Jun 30, 2009 12:42 PM
Guest :
I confronted my husband yesterday about his inapropriate "friendship" with a woman that we have both known for over a year. He has always been completely devoted to his cell phone but in the last few weeks he has made and received so many calls and texts to her, hiding his phone or clearing data, not doing anything at home, staying out late. he of course does not seem to understand the pain this is causing me - i feel utterly betrayed. He seems to think I'm nuts for even thinking it is and emotional affair, but he has agreed to stop contacting her because he loves me - Im just afraid he'll replace her with someone else.
Jul 3, 2009 12:21 AM
Guest :
I refer to the letter dated Jan 23 2009 - 1:08 PM. I have been married for 26 years and while working through some phone records (checking costs)I discovered a phone number appearing often on my wife's bill. I checked to see if this was family. I phoned this number pretending to be someone else. I discovered the name of the person - a man my wife works with. I phoned the headoffice of the company - and lied - but eventually wiggled with a long story the name of this guy's wife. I phoned her and we met at a coffee shop. She was shocked.She told me her husband had three phones -two he hides away - but she had somehow discovered the numbers - he sleeps with his one phone under his pillow. I went home and checked my lists. This had been going on for two years - IDIOT! I was an idiot for trusting her 100%.She was in the bathroom sending him messages while I was asleep. One of these these numbers was on the list.Calls were made during the day - a few in the morning - and a few late at night. Discovered she was also sending sms's. This is where I made my big mistake. I phoned her at work and asked her if she was having an affair. IDIOT! When she got home her phone was clean.

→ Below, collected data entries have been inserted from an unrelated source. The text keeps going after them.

impl AstNode {
    /// True when this node is a type value.
    pub fn is_type(&self, ctx: &BuilderContext) -> bool {
        match &self.kind {
            AstKind::FunctionType { .. } => true,
            AstKind::Object(_) => {
                let type_type = ctx.builtins.builtin_type("Type");
                self.type_equals(type_type) || self.has_prototype(type_type)
            }
            _ => false,
        }
    }

    /// Nominal equality for type objects. Builtin types all carry unique
    /// names; unnamed objects fall back to comparing printed form.
    pub fn type_equals(&self, other: &AstNode) -> bool {
        match (&self.kind, &other.kind) {
            (AstKind::Object(a), AstKind::Object(b)) => {
                if !a.name.is_empty() && !b.name.is_empty() {
                    a.name == b.name
                } else {
                    a.name == b.name && self.print() == other.print()
                }
            }
            _ => false,
        }
    }

    /// Walks the prototype chain looking for `other`. A prototype that is
    /// still unevaluated surface syntax (a name, say) ends the walk.
    pub fn has_prototype(&self, other: &AstNode) -> bool {
        let AstKind::Object(object) = &self.kind else {
            return false;
        };
        let Some(prototype) = &object.prototype else {
            return false;
        };
        if !matches!(prototype.kind, AstKind::Object(_)) {
            return false;
        }
        prototype.type_equals(other) || prototype.has_prototype(other)
    }

    pub fn get_type(&self, ctx: &mut BuilderContext) -> AstNode {
        let builtins = ctx.builtins.clone();
        match &self.kind {
            AstKind::Bool(_) => builtins.builtin_type("Bool").clone(),
            AstKind::Number(_) => builtins.builtin_type("Float64").clone(),
            AstKind::String(_) => builtins.builtin_type("String").clone(),
            AstKind::Object(object) => {
                let type_type = builtins.builtin_type("Type");
                let is_type = match &object.prototype {
                    // a prototype written as a name has not been evaluated
                    // into an object yet; resolve it here
                    Some(prototype) if !matches!(prototype.kind, AstKind::Object(_)) => {
                        let prototype_type = prototype.get_type(ctx);
                        if prototype_type.is_error() {
                            return prototype_type;
                        }
                        if prototype_type.dead_end {
                            false
                        } else {
                            let prototype = ctx.with_resolve(|ctx| prototype.evaluate(ctx));
                            prototype.type_equals(type_type) || prototype.has_prototype(type_type)
                        }
                    }
                    _ => self.is_type(ctx),
                };
                if is_type {
                    type_type.clone()
                } else {
                    builtins.builtin_type("Any").clone()
                }
            }
            AstKind::FunctionType {
                arg_type,
                return_type,
            } => {
                let type_type = builtins.builtin_type("Type");
                for side in [arg_type, return_type] {
                    let side_type = side.get_type(ctx);
                    if !side_type.is_type(ctx) {
                        return side_type;
                    }
                    if let Some(error) = expect_type(ctx, type_type, &side_type) {
                        return AstNode::error(
                            self.location.clone(),
                            error.indicator(self.location.clone(), "here"),
                        );
                    }
                }
                type_type.clone()
            }
            AstKind::Alias { value, .. } => {
                let value_type = value.get_type(ctx);
                if !value_type.is_type(ctx) {
                    return value_type;
                }
                value_type
            }
            AstKind::Identifier(name) => {
                if ctx.is_on_eval_stack_only_identifiers(self) {
                    return AstNode::error(
                        self.location.clone(),
                        CompileError::new("recursive definition!")
                            .indicator(self.location.clone(), "here"),
                    );
                }
                let Some(alias) = ctx.get_alias(name) else {
                    return AstNode::error(
                        self.location_with_origin(),
                        CompileError::new(format!("alias '{name}' does not exist"))
                            .indicator(self.location.clone(), "here"),
                    );
                };
                let AstKind::Alias { value, .. } = alias.kind else {
                    unreachable!("scope entries must be aliases");
                };
                ctx.push_eval(self);
                let output = value.get_type(ctx);
                ctx.pop_eval();
                output
            }
            AstKind::Function { arg, body, .. } => {
                if ctx.is_on_eval_stack(self) {
                    return AstNode::unknown(self.location_with_origin(), None);
                }
                let arg_type_type = arg.ty.get_type(ctx);
                if !arg_type_type.is_type(ctx) {
                    return arg_type_type;
                }
                let mut argument_type = ctx.with_resolve(|ctx| arg.ty.evaluate(ctx));
                if !argument_type.is_type(ctx) {
                    argument_type = builtins.builtin_type("Any").clone();
                }
                ctx.push_scope(vec![make_alias_with_type(
                    arg.location.clone(),
                    &arg.name,
                    argument_type.clone(),
                )]);
                ctx.push_eval(self);
                let result = get_type_from_list(ctx, body);
                ctx.pop_eval();
                ctx.pop_scope();
                match result {
                    Ok(mut types) => {
                        let Some(return_type) = types.pop() else {
                            unreachable!("function bodies are never empty");
                        };
                        AstNode::new(
                            self.location_with_origin(),
                            AstKind::FunctionType {
                                arg_type: Box::new(argument_type),
                                return_type: Box::new(return_type),
                            },
                        )
                    }
                    Err(dead_end) => dead_end,
                }
            }
            AstKind::Call { left, arg } => {
                let left_type = left.get_type(ctx);
                if left_type.is_error() {
                    return left_type;
                }
                if !matches!(left_type.kind, AstKind::FunctionType { .. }) {
                    return AstNode::error(
                        self.location_with_origin(),
                        CompileError::new(format!("can not call type {}", left_type.print()))
                            .indicator(left.location.clone(), "here"),
                    );
                }
                let function_to_call = ctx.with_resolve(|ctx| left.evaluate(ctx));
                let AstKind::Function { arg: fn_arg, .. } = &function_to_call.kind else {
                    // opaque value of function type: fall back to the
                    // declared return type
                    let AstKind::FunctionType { return_type, .. } = &left_type.kind else {
                        unreachable!();
                    };
                    if return_type.is_type(ctx) {
                        return return_type.as_ref().clone();
                    }
                    return builtins.builtin_type("Type").clone();
                };
                let mut fn_arg_type = ctx.with_resolve(|ctx| fn_arg.ty.evaluate(ctx));
                if !fn_arg_type.is_type(ctx) {
                    // same fallback as typing the function literal itself:
                    // an annotation that is not a type means Any
                    fn_arg_type = builtins.builtin_type("Any").clone();
                }
                let actual_arg_type = arg.get_type(ctx);
                if !actual_arg_type.is_type(ctx) {
                    return actual_arg_type;
                }
                if let Some(error) = expect_type(ctx, &fn_arg_type, &actual_arg_type) {
                    let error = error
                        .indicator(self.location.clone(), "for function call here")
                        .indicator(arg.location.clone(), "(this argument)")
                        .indicator(function_to_call.location.clone(), "function from here");
                    return AstNode::error(self.location_with_origin(), error);
                }
                // Evaluating the call can narrow the result type past the
                // declared signature, so type the resolved form when it
                // reduced all the way.
                let resolved = ctx.with_resolve(|ctx| self.evaluate(ctx));
                if resolved.dead_end {
                    let function_type = function_to_call.get_type(ctx);
                    let AstKind::FunctionType { return_type, .. } = &function_type.kind else {
                        unreachable!("function literal did not type as a function type");
                    };
                    if !return_type.is_type(ctx) {
                        unreachable!("function return type is not a type");
                    }
                    return return_type.as_ref().clone();
                }
                let binding = make_unalias_with_type(arg.location.clone(), &fn_arg.name, fn_arg_type);
                ctx.push_scope(vec![binding]);
                let return_type = resolved.get_type(ctx);
                ctx.pop_scope();
                return_type
            }
            AstKind::Operator { .. } => match self.get_as_call(ctx) {
                Ok(call) => call.get_type(ctx),
                Err(dead_end) => dead_end,
            },
            AstKind::MemberAccess { left, name } => {
                let left = ctx.with_resolve(|ctx| left.evaluate(ctx));
                if left.dead_end {
                    return AstNode::unknown(self.location.clone(), None);
                }
                let AstKind::Object(object) = &left.kind else {
                    return AstNode::error(
                        self.location_with_origin(),
                        CompileError::new(format!(
                            "can not access member '{name}' on a non-object value"
                        ))
                        .indicator(self.location.clone(), "here"),
                    );
                };
                let Some(value) = object.get_member(name) else {
                    return AstNode::error(
                        self.location_with_origin(),
                        CompileError::new(format!("member '{name}' does not exist"))
                            .indicator(self.location.clone(), "here"),
                    );
                };
                let value = value.clone();
                value.get_type(ctx)
            }
            AstKind::If {
                condition,
                true_body,
                false_body,
            } => {
                let condition_type = condition.get_type(ctx);
                if !condition_type.is_type(ctx) {
                    return condition_type;
                }
                let bool_type = builtins.builtin_type("Bool");
                if let Some(error) = expect_type(ctx, bool_type, &condition_type) {
                    return AstNode::error(
                        self.location_with_origin(),
                        error.indicator(condition.location.clone(), "here"),
                    );
                }
                // a branch whose type is still unknown defers to the other
                // branch; only hard errors stop the check
                let true_type = match get_type_from_list(ctx, true_body) {
                    Ok(mut types) => match types.pop() {
                        Some(ty) => ty,
                        None => unreachable!("if bodies are never empty"),
                    },
                    Err(dead_end) => {
                        if dead_end.is_error() {
                            return dead_end;
                        }
                        dead_end
                    }
                };
                let false_type = match get_type_from_list(ctx, false_body) {
                    Ok(mut types) => match types.pop() {
                        Some(ty) => ty,
                        None => unreachable!("if bodies are never empty"),
                    },
                    Err(dead_end) => {
                        if dead_end.is_error() {
                            return dead_end;
                        }
                        dead_end
                    }
                };
                if true_type.is_unknown() && false_type.is_unknown() {
                    return AstNode::error(
                        self.location_with_origin(),
                        CompileError::new("can not determine the type of this if expression")
                            .indicator(self.location.clone(), "here"),
                    );
                }
                if true_type.is_unknown() {
                    return false_type;
                }
                if false_type.is_unknown() {
                    return true_type;
                }
                if let Some(error) = expect_type(ctx, &true_type, &false_type) {
                    let true_location = body_end_location(true_body);
                    let false_location = body_end_location(false_body);
                    let error = error
                        .indicator(
                            true_location,
                            format!("expected same type as trueBody ({})", true_type.print()),
                        )
                        .indicator(
                            false_location,
                            format!("but got type {}", false_type.print()),
                        );
                    return AstNode::error(self.location_with_origin(), error);
                }
                true_type
            }
            AstKind::BuiltinTask(task) => (task.type_fn.as_ref())(ctx),
            AstKind::Error(_) => self.clone(),
            AstKind::Unknown(ty) => match ty {
                Some(ty) => ty.as_ref().clone(),
                None => AstNode::unknown(self.location.clone(), None),
            },
            AstKind::Command(_) => {
                unreachable!("commands are handled by the module driver")
            }
        }
    }
}
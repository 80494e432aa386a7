//! Scene records.

use serde::{Deserialize, Serialize};

/// One shot of a project's script with its own narration and image prompt.
#[derive(Debug, Clone, PartialEq, Eq, Hash, Serialize, Deserialize)]
#[serde(rename_all = "camelCase")]
pub struct Scene {
    /// Identifier, unique within the owning project
    pub id: String,
    /// 1-based position in the script
    pub scene_number: u32,
    /// Dialogue or voiceover
    pub script: String,
    /// Self-contained image-generation prompt
    pub visual_prompt: String,
    /// Free-form duration label, e.g. "3s"
    pub duration: String,
    /// Generated preview image as a data URI
    #[serde(default, skip_serializing_if = "Option::is_none")]
    pub image_data: Option<String>,
    /// Whether a preview request for this scene is in flight
    #[serde(default, skip_serializing_if = "std::ops::Not::not")]
    pub is_generating_image: bool,
}

impl Scene {
    /// Whether a preview image has been generated.
    pub fn has_image(&self) -> bool {
        self.image_data.is_some()
    }
}
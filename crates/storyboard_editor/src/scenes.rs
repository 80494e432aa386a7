//! Scene list editing.

use storyboard_core::Scene;

fn map_scene(scenes: &[Scene], id: &str, edit: impl Fn(&mut Scene)) -> Vec<Scene> {
    scenes
        .iter()
        .map(|scene| {
            let mut scene = scene.clone();
            if scene.id == id {
                edit(&mut scene);
            }
            scene
        })
        .collect()
}

/// Replace the visual prompt of scene `id`; no-op if absent.
pub fn edit_scene_prompt(scenes: &[Scene], id: &str, text: &str) -> Vec<Scene> {
    map_scene(scenes, id, |scene| scene.visual_prompt = text.to_string())
}

/// Store a preview image on scene `id` and clear its pending flag; no-op if absent.
pub fn set_scene_image(scenes: &[Scene], id: &str, image: &str) -> Vec<Scene> {
    map_scene(scenes, id, |scene| {
        scene.image_data = Some(image.to_string());
        scene.is_generating_image = false;
    })
}

/// Mark scene `id` as having a preview request in flight, or not.
pub fn set_scene_pending(scenes: &[Scene], id: &str, pending: bool) -> Vec<Scene> {
    map_scene(scenes, id, |scene| scene.is_generating_image = pending)
}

I found out where the guy lived - woke her up 2AM and drove to his house. Had my gun with me. We (him, wives, and myself)met and talked it through. He and his wife were having problems. My wife was unhappy with me - and said they - they were simply crying on each other's sholders. No physical stuff took place they swore. Friend used to say - if she looses weight, buys new undies - be aware.This did happen. WE went away for a weekend before this all came to light - guess who we had met there and had supper with?.I am expected to forgive and forget. Would she (or women in general)have been so understanding?. She still works there,and he still works there although he is away on the road often. My wife now files her phonebill where I can see it. It's been two years now, and it is still eating at me. I shall never trust anyone (her) again. I have tried to repair what drove her to cry on someone elses shoulder. She says often she loves me. I say nothing. I have not seen her parents for two years.Asked them for help - they did nothing. I still feel she "got away with it" too lightly. 12 October a date I will never be able to forget. We have never discussed it for a year. How does one move on? Would she have foregiven me? Is she thinking of him while being intimate with me?